The data:
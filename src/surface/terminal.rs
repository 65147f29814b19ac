use std::collections::BTreeMap;
use std::io::{self, Write};

use super::{Region, Surface, compose_screen};

const CLEAR_SCREEN: &str = "\x1b[2J\x1b[H";

/// Surface that redraws the whole dashboard on stdout at every flush
#[derive(Debug)]
pub struct TerminalSurface {
    regions: BTreeMap<Region, String>,
    clear: bool,
    footer: Option<String>,
}

impl TerminalSurface {
    /// `clear` controls whether each redraw wipes the screen first. It should
    /// only be set when stdout is a terminal.
    pub fn new(clear: bool) -> Self {
        Self {
            regions: BTreeMap::new(),
            clear,
            footer: None,
        }
    }

    /// Line printed under every redraw, e.g. a command hint
    pub fn with_footer(mut self, footer: impl Into<String>) -> Self {
        self.footer = Some(footer.into());
        self
    }
}

impl Surface for TerminalSurface {
    fn paint(&mut self, region: Region, content: String) {
        self.regions.insert(region, content);
    }

    fn flush(&mut self) {
        let mut screen = String::new();
        if self.clear {
            screen.push_str(CLEAR_SCREEN);
        }
        screen.push_str(&compose_screen(&self.regions));
        if let Some(footer) = &self.footer {
            screen.push('\n');
            screen.push_str(footer);
            screen.push('\n');
        }

        let mut stdout = io::stdout().lock();
        if let Err(e) = stdout
            .write_all(screen.as_bytes())
            .and_then(|()| stdout.flush())
        {
            tracing::warn!("failed to draw dashboard: {e}");
        }
    }
}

Assignment: Write down exactly the line with "pub struct TerminalSurface", then each line after it through the end of the data.

Task response:
pub struct TerminalSurface {
    regions: BTreeMap<Region, String>,
    clear: bool,
    footer: Option<String>,
}

impl TerminalSurface {
    /// `clear` controls whether each redraw wipes the screen first. It should
    /// only be set when stdout is a terminal.
    pub fn new(clear: bool) -> Self {
        Self {
            regions: BTreeMap::new(),
            clear,
            footer: None,
        }
    }

    /// Line printed under every redraw, e.g. a command hint
    pub fn with_footer(mut self, footer: impl Into<String>) -> Self {
        self.footer = Some(footer.into());
        self
    }
}

impl Surface for TerminalSurface {
    fn paint(&mut self, region: Region, content: String) {
        self.regions.insert(region, content);
    }

    fn flush(&mut self) {
        let mut screen = String::new();
        if self.clear {
            screen.push_str(CLEAR_SCREEN);
        }
        screen.push_str(&compose_screen(&self.regions));
        if let Some(footer) = &self.footer {
            screen.push('\n');
            screen.push_str(footer);
            screen.push('\n');
        }

        let mut stdout = io::stdout().lock();
        if let Err(e) = stdout
            .write_all(screen.as_bytes())
            .and_then(|()| stdout.flush())
        {
            tracing::warn!("failed to draw dashboard: {e}");
        }
    }
}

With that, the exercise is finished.